A soldier locks the gate of a military base in Pocheon, north of Seoul, on Oct. 5, 2020. (Yonhap)

Health authorities said around 30 million people traveled across the nation over the holiday, down 3.1 percent from the previous year.

The number of people traveling by trains and buses also decreased 57 percent and 55 percent, respectively, over the cited period. South Korea earlier decided to limit sales of tickets and adopted various infection prevention measures, including selling only window seats.

“We are currently at a critical juncture, as COVID-19 can still spread in the autumn and winter,” Yoon Tae-ho, a senior health official, said during a daily briefing.

The country will enjoy another three-day break from Friday to Sunday to celebrate the Korean alphabet. The government earlier designated a special two-week period for toughened virus curbs until the end of this week.

Under the scheme, South Korea will continue to maintain the Level 2 social distancing nationwide, which bans indoor gatherings of 50 or more people.

The country operates a three-tier social distancing policy. Under the highest level, all gatherings of 10 or more people are banned.

The so-called high-risk facilities, such as bars or clubs, will remain fully shut down regardless of the number of visitors in the greater Seoul throughout Sunday, before the country comes up with a post-holiday guideline.

Such business establishments outside the capital area, however, will be allowed to resume their operations Monday.

Health authorities said although the number of daily new infections has clearly slowed over the holiday, the country still needs to stay vigilant over the potential hike in new virus cases.

Health authorities said they can determine later this week whether virus situations worsened or not in the aftermath of the holiday season.

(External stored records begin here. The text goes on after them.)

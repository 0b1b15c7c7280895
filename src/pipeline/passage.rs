//! Passage generation: one titled HTML passage per word set.
//!
//! Title and content are passed through exactly as the model wrote them;
//! nothing here checks length or sanitises the HTML.

use crate::error::Vocab2PostError;
use crate::output::Passage;
use crate::pipeline::json::parse_model_json;
use crate::pipeline::llm::CompletionBackend;
use crate::prompts::passage_prompt;
use tracing::debug;

/// Generate a passage using every word in `words`.
pub async fn generate_passage(
    backend: &dyn CompletionBackend,
    words: &[String],
) -> Result<Passage, Vocab2PostError> {
    let reply = backend.complete(&passage_prompt(words)).await?;
    let passage: Passage = parse_model_json(&reply)?;
    debug!(
        "Passage '{}' ({} chars of HTML) for {} words",
        passage.title,
        passage.content.len(),
        words.len()
    );
    Ok(passage)
}

#[cfg(test)]
mod tests {
    use super::*;
    use async_trait::async_trait;
    use std::sync::Mutex;

    struct Recording {
        reply: String,
        prompts: Mutex<Vec<String>>,
    }

    #[async_trait]
    impl CompletionBackend for Recording {
        async fn complete(&self, prompt: &str) -> Result<String, Vocab2PostError> {
            self.prompts.lock().unwrap().push(prompt.to_string());
            Ok(self.reply.clone())
        }
    }

    #[tokio::test]
    async fn words_sent_comma_separated_and_reply_passed_through() {
        let backend = Recording {
            reply: r#"{"title":"The Journalist's Diet","content":"<p>...</p>"}"#.into(),
            prompts: Mutex::new(Vec::new()),
        };
        let words = vec!["journalism".to_string(), "nutrition".to_string()];
        let passage = generate_passage(&backend, &words).await.expect("valid reply");

        assert_eq!(passage.title, "The Journalist's Diet");
        assert_eq!(passage.content, "<p>...</p>");
        let prompts = backend.prompts.lock().unwrap();
        assert_eq!(prompts.len(), 1);
        assert!(prompts[0].ends_with("journalism, nutrition"));
    }

    #[tokio::test]
    async fn backend_error_propagates() {
        struct Down;
        #[async_trait]
        impl CompletionBackend for Down {
            async fn complete(&self, _prompt: &str) -> Result<String, Vocab2PostError> {
                Err(Vocab2PostError::GenerationTimeout { secs: 120 })
            }
        }
        let err = generate_passage(&Down, &["a".to_string()]).await.unwrap_err();
        assert!(matches!(err, Vocab2PostError::GenerationTimeout { secs: 120 }));
    }
}
//! Vocabulary extraction: turn extracted PDF text into a word list.
//!
//! The heuristic strategy only accepts lines shaped exactly like a numbered
//! list entry, `<int><whitespace><letters>`. Anything else (definitions,
//! headers, multi-word entries, punctuation) is skipped. Recall is low and
//! noise is near zero, which suits the numbered word lists this service is
//! fed. The generative strategy hands the whole text to the model instead.

use crate::config::VocabularyStrategy;
use crate::error::Vocab2PostError;
use crate::pipeline::json::parse_model_json;
use crate::pipeline::llm::CompletionBackend;
use crate::prompts::vocabulary_prompt;
use once_cell::sync::Lazy;
use regex::Regex;
use serde::Deserialize;
use tracing::debug;

static RE_NUMBERED_WORD: Lazy<Regex> =
    Lazy::new(|| Regex::new(r"^\d+\s+([A-Za-z]+)\s*$").unwrap());

/// Words from every line of the form `<int> <word>`, in document order.
pub fn heuristic_words(text: &str) -> Vec<String> {
    text.lines()
        .filter_map(|line| RE_NUMBERED_WORD.captures(line))
        .map(|caps| caps[1].to_string())
        .collect()
}

#[derive(Debug, Deserialize)]
struct WordsReply {
    words: Vec<String>,
}

/// Ask the model for the word list.
pub async fn generative_words(
    backend: &dyn CompletionBackend,
    text: &str,
) -> Result<Vec<String>, Vocab2PostError> {
    let reply = backend.complete(&vocabulary_prompt(text)).await?;
    let parsed: WordsReply = parse_model_json(&reply)?;
    Ok(parsed.words)
}

/// Extract the word list with the chosen strategy.
pub async fn extract_words(
    strategy: VocabularyStrategy,
    backend: &dyn CompletionBackend,
    text: &str,
) -> Result<Vec<String>, Vocab2PostError> {
    let words = match strategy {
        VocabularyStrategy::Heuristic => heuristic_words(text),
        VocabularyStrategy::Generative => generative_words(backend, text).await?,
    };
    debug!("{:?} strategy found {} words", strategy, words.len());
    Ok(words)
}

“Over the holiday, cluster infections at senior centers, hospitals, schools and businesses still lingered,” KCDA Director Jeong Eun-kyeong said during another briefing. “There were also infections among family members.”

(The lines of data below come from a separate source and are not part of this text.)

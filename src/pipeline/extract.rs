//! PDF text extraction via pdfium.
//!
//! ## Why a temp file?
//!
//! The bytes are written to a `NamedTempFile` and pdfium opens it from disk.
//! The file lives exactly as long as the blocking extraction closure that
//! owns it, so it is removed on success, on error and on panic alike.
//!
//! ## Why spawn_blocking?
//!
//! pdfium is a C++ library with thread-local state; calling it from a Tokio
//! worker would stall the runtime. All pdfium work runs on the blocking pool.

use crate::error::Vocab2PostError;
use async_trait::async_trait;
use pdfium_render::prelude::*;
use std::io::Write;
use std::path::Path;
use tracing::{debug, info, warn};

/// How far into the file a `%PDF` header may start.
const PDF_HEADER_WINDOW: usize = 1024;

/// Converts document bytes into plain text.
#[async_trait]
pub trait TextExtractor: Send + Sync {
    async fn extract_text(&self, pdf: &[u8]) -> Result<String, Vocab2PostError>;
}

/// Page-by-page text extraction backed by pdfium (bound via `pdfium-auto`).
#[derive(Debug, Clone, Copy, Default)]
pub struct PdfiumExtractor;

#[async_trait]
impl TextExtractor for PdfiumExtractor {
    async fn extract_text(&self, pdf: &[u8]) -> Result<String, Vocab2PostError> {
        check_pdf_header(pdf)?;
        let bytes = pdf.to_vec();

        tokio::task::spawn_blocking(move || extract_text_blocking(&bytes))
            .await
            .map_err(|e| Vocab2PostError::Internal(format!("Extraction task panicked: {e}")))?
    }
}

/// Reject input that does not carry a `%PDF` marker near the start.
pub fn check_pdf_header(bytes: &[u8]) -> Result<(), Vocab2PostError> {
    let window = &bytes[..bytes.len().min(PDF_HEADER_WINDOW)];
    if window.windows(4).any(|w| w == b"%PDF") {
        Ok(())
    } else {
        Err(Vocab2PostError::NotAPdf {
            magic: bytes.iter().take(4).copied().collect(),
        })
    }
}

/// Join per-page text with `\n`; pages without text contribute `""`.
pub fn join_page_texts<I>(pages: I) -> String
where
    I: IntoIterator<Item = Option<String>>,
{
    pages
        .into_iter()
        .map(Option::unwrap_or_default)
        .collect::<Vec<_>>()
        .join("\n")
}

fn extract_text_blocking(bytes: &[u8]) -> Result<String, Vocab2PostError> {
    with_temp_pdf(bytes, &std::env::temp_dir(), |path| {
        let pdfium = pdfium_auto::bind_pdfium_silent()
            .map_err(|e| Vocab2PostError::PdfiumBindingFailed(e.to_string()))?;
        read_pages(&pdfium, path)
    })
}

/// Write `bytes` to a `vocab2post-*.pdf` file in `dir` and hand its path to
/// `f`. The file is deleted when `f` returns, whatever the result.
pub(crate) fn with_temp_pdf<T>(
    bytes: &[u8],
    dir: &Path,
    f: impl FnOnce(&Path) -> Result<T, Vocab2PostError>,
) -> Result<T, Vocab2PostError> {
    let mut tmp = tempfile::Builder::new()
        .prefix("vocab2post-")
        .suffix(".pdf")
        .tempfile_in(dir)
        .map_err(|e| Vocab2PostError::Internal(format!("tempfile: {e}")))?;
    tmp.write_all(bytes)
        .and_then(|_| tmp.flush())
        .map_err(|e| Vocab2PostError::Internal(format!("tempfile write: {e}")))?;

    f(tmp.path())
}

fn read_pages(pdfium: &Pdfium, path: &Path) -> Result<String, Vocab2PostError> {
    let document = pdfium
        .load_pdf_from_file(path, None)
        .map_err(|e| Vocab2PostError::Extraction {
            detail: format!("{e:?}"),
        })?;

    let pages = document.pages();
    info!("PDF loaded: {} pages", pages.len());

    let texts: Vec<Option<String>> = pages
        .iter()
        .enumerate()
        .map(|(idx, page)| page_text(idx + 1, page.text().map(|t| t.all())))
        .collect();

    Ok(join_page_texts(texts))
}

/// A page whose text layer cannot be read contributes nothing.
fn page_text<E: std::fmt::Debug>(page_no: usize, text: Result<String, E>) -> Option<String> {
    match text {
        Ok(text) => {
            debug!("Page {}: {} chars", page_no, text.len());
            Some(text)
        }
        Err(e) => {
            warn!("Page {}: no text layer ({:?})", page_no, e);
            None
        }
    }
}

Patients with unknown infection routes also have been straining the country’s antivirus efforts.

Over the past two weeks, 18.2 percent of newly added patients had unknown infection routes. According to the latest data, 26.5 percent were grouped as cluster infections as well.

The average number of daily new patients over the past two weeks came to 66.5, falling sharply from 121 posted during the previous two-week period.

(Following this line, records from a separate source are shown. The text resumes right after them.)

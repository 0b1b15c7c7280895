//! Generative-text service access.
//!
//! Every stage that talks to a model goes through [`CompletionBackend`]:
//! one user-role prompt in, the model's free text out. Parsing that text is
//! the caller's job (see [`crate::pipeline::json`]), and prompt wording lives
//! in [`crate::prompts`].
//!
//! Two backends exist:
//!
//! - [`MessagesBackend`] posts directly to a messages-style endpoint
//!   (`{model, messages, max_tokens}` in, content blocks out). This is the
//!   default and works with Anthropic and compatible gateways.
//! - [`ProviderBackend`] wraps an `edgequake_llm` provider, selected by name
//!   via `AI_PROVIDER`, for deployments on OpenAI, Gemini, Ollama and the rest.
//!
//! Calls are not retried; a failed call fails the job.

use crate::config::Settings;
use crate::error::Vocab2PostError;
use async_trait::async_trait;
use edgequake_llm::{ChatMessage, CompletionOptions, LLMProvider, ProviderFactory};
use serde::{Deserialize, Serialize};
use std::sync::Arc;
use std::time::{Duration, Instant};
use tracing::debug;

/// Version header required by messages-style endpoints.
pub const ANTHROPIC_VERSION: &str = "2023-06-01";

/// A generative-text service: prompt in, free text out.
#[async_trait]
pub trait CompletionBackend: Send + Sync {
    async fn complete(&self, prompt: &str) -> Result<String, Vocab2PostError>;
}

/// Build the backend described by `settings`.
///
/// A named `ai_provider` takes precedence over the messages endpoint.
pub fn backend_from_settings(
    settings: &Settings,
) -> Result<Arc<dyn CompletionBackend>, Vocab2PostError> {
    if let Some(ref name) = settings.ai_provider {
        let provider = ProviderFactory::create_llm_provider(name, &settings.model).map_err(|e| {
            Vocab2PostError::InvalidConfig(format!("LLM provider '{name}' is not configured: {e}"))
        })?;
        return Ok(Arc::new(ProviderBackend::new(
            provider,
            settings.max_tokens,
            settings.generation_timeout_secs,
        )));
    }

    let api_key = settings
        .ai_api_key
        .clone()
        .ok_or_else(|| Vocab2PostError::InvalidConfig("AI_API_KEY must be set".into()))?;
    Ok(Arc::new(MessagesBackend {
        endpoint: settings.ai_api_url.clone(),
        api_key,
        model: settings.model.clone(),
        max_tokens: settings.max_tokens,
        timeout_secs: settings.generation_timeout_secs,
    }))
}

// ── Messages endpoint ────────────────────────────────────────────────────

/// Direct HTTP client for a messages-style completion endpoint.
///
/// The key goes out both as `x-api-key` (Anthropic) and as a Bearer token
/// (compatible gateways).
#[derive(Clone)]
pub struct MessagesBackend {
    pub endpoint: String,
    pub api_key: String,
    pub model: String,
    pub max_tokens: usize,
    pub timeout_secs: u64,
}

#[derive(Debug, Serialize)]
struct MessagesRequest<'a> {
    model: &'a str,
    messages: Vec<RequestMessage<'a>>,
    max_tokens: usize,
}

#[derive(Debug, Serialize)]
struct RequestMessage<'a> {
    role: &'a str,
    content: &'a str,
}

#[derive(Debug, Deserialize)]
struct MessagesResponse {
    #[serde(default)]
    content: Vec<ContentBlock>,
}

#[derive(Debug, Deserialize)]
struct ContentBlock {
    #[serde(rename = "type", default)]
    kind: String,
    #[serde(default)]
    text: Option<String>,
}

impl MessagesResponse {
    /// Text of the first `text` block. Reasoning models put a `thinking`
    /// block first, so position alone is not enough.
    fn first_text(self) -> Option<String> {
        self.content
            .into_iter()
            .find(|b| b.kind == "text")
            .and_then(|b| b.text)
    }
}

#[async_trait]
impl CompletionBackend for MessagesBackend {
    async fn complete(&self, prompt: &str) -> Result<String, Vocab2PostError> {
        let start = Instant::now();
        let client = reqwest::Client::builder()
            .timeout(Duration::from_secs(self.timeout_secs))
            .build()
            .map_err(|e| Vocab2PostError::Internal(format!("http client: {e}")))?;

        let body = MessagesRequest {
            model: &self.model,
            messages: vec![RequestMessage {
                role: "user",
                content: prompt,
            }],
            max_tokens: self.max_tokens,
        };

        let response = client
            .post(&self.endpoint)
            .header("x-api-key", &self.api_key)
            .bearer_auth(&self.api_key)
            .header("anthropic-version", ANTHROPIC_VERSION)
            .json(&body)
            .send()
            .await
            .map_err(|e| {
                if e.is_timeout() {
                    Vocab2PostError::GenerationTimeout {
                        secs: self.timeout_secs,
                    }
                } else {
                    Vocab2PostError::Generation {
                        message: e.to_string(),
                    }
                }
            })?;

        let status = response.status();
        if !status.is_success() {
            let text = response.text().await.unwrap_or_default();
            return Err(Vocab2PostError::Generation {
                message: format!("HTTP {status}: {}", truncate(&text, 300)),
            });
        }

        let parsed: MessagesResponse =
            response.json().await.map_err(|e| Vocab2PostError::Generation {
                message: format!("malformed response envelope: {e}"),
            })?;
        let text = parsed.first_text().ok_or_else(|| Vocab2PostError::Generation {
            message: "response contained no text block".into(),
        })?;

        debug!(
            "{}: {} prompt chars → {} reply chars in {:?}",
            self.model,
            prompt.len(),
            text.len(),
            start.elapsed()
        );
        Ok(text)
    }
}

// ── edgequake-llm provider ───────────────────────────────────────────────

/// Backend that delegates to an `edgequake_llm` provider.
pub struct ProviderBackend {
    provider: Arc<dyn LLMProvider>,
    options: CompletionOptions,
    timeout_secs: u64,
}

impl ProviderBackend {
    pub fn new(provider: Arc<dyn LLMProvider>, max_tokens: usize, timeout_secs: u64) -> Self {
        Self {
            provider,
            options: CompletionOptions {
                max_tokens: Some(max_tokens),
                ..Default::default()
            },
            timeout_secs,
        }
    }
}

#[async_trait]
impl CompletionBackend for ProviderBackend {
    async fn complete(&self, prompt: &str) -> Result<String, Vocab2PostError> {
        let messages = vec![ChatMessage::user(prompt)];
        let call = self.provider.chat(&messages, Some(&self.options));
        let response = tokio::time::timeout(Duration::from_secs(self.timeout_secs), call)
            .await
            .map_err(|_| Vocab2PostError::GenerationTimeout {
                secs: self.timeout_secs,
            })?
            .map_err(|e| Vocab2PostError::Generation {
                message: e.to_string(),
            })?;

        debug!(
            "{} input tokens, {} output tokens",
            response.prompt_tokens, response.completion_tokens
        );
        Ok(response.content)
    }
}

/// Cut `s` to at most `max` characters for log and error messages.
pub(crate) fn truncate(s: &str, max: usize) -> String {
    match s.char_indices().nth(max) {
        Some((idx, _)) => format!("{}\u{2026}", &s[..idx]),
        None => s.to_string(),
    }
}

Of the newly identified local infections, 19 cases were reported in Seoul and 25 cases in Gyeonggi Province that surrounds the capital. Incheon, west of Seoul, reported five more cases.

The southern port city of Busan added five cases, and the neighboring Ulsan reported four more patients.

A church in northern Seoul reported four patients as of noon Monday, after reporting its first confirmed case Saturday.

A military base in Pocheon, north of Seoul, reported 36 virus cases, sparking concerns over yet another major group infection.

The base, which reported three COVID-19 cases Sunday, has carried out tests on 230 potential cases. Health authorities are currently working to identify the infection route.

The country’s new virus cases had been in the triple digits for more than a month since Aug. 14, due mainly to cases tied to a church in northern Seoul and an anti-government rally. Daily infections soared to 441 on Aug. 27.

But new COVID-19 cases have slowed on the back of tightened social distancing rules.

Imported cases came to nine. The United States and Poland accounted for two patients each. There were also cases from Ireland, Britain, Russia, Uzbekistan and Syria.

South Korea added one additional death, raising the death toll to 422.

The fatality rate came to 1.75 percent.

The number of patients in serious or critical condition came to 107, up two from the previous day.

The total number of people released from quarantine after making full recoveries stood at 21,886, up 41 from the previous day. This indicates more than 90 percent of the virus patients here have been cured.

South Korea has carried out 2,352,378 COVID-19 tests since Jan. 3.

The country confirmed two cases of Multisystem Inflammatory Syndrome in Children (MIS-C). Two boys, 11 years old and 12 years old, respectively, were released from their hospitals after fully recovering.

In June, South Korea also reported two suspected cases, which later turned out to be Kawasaki disease.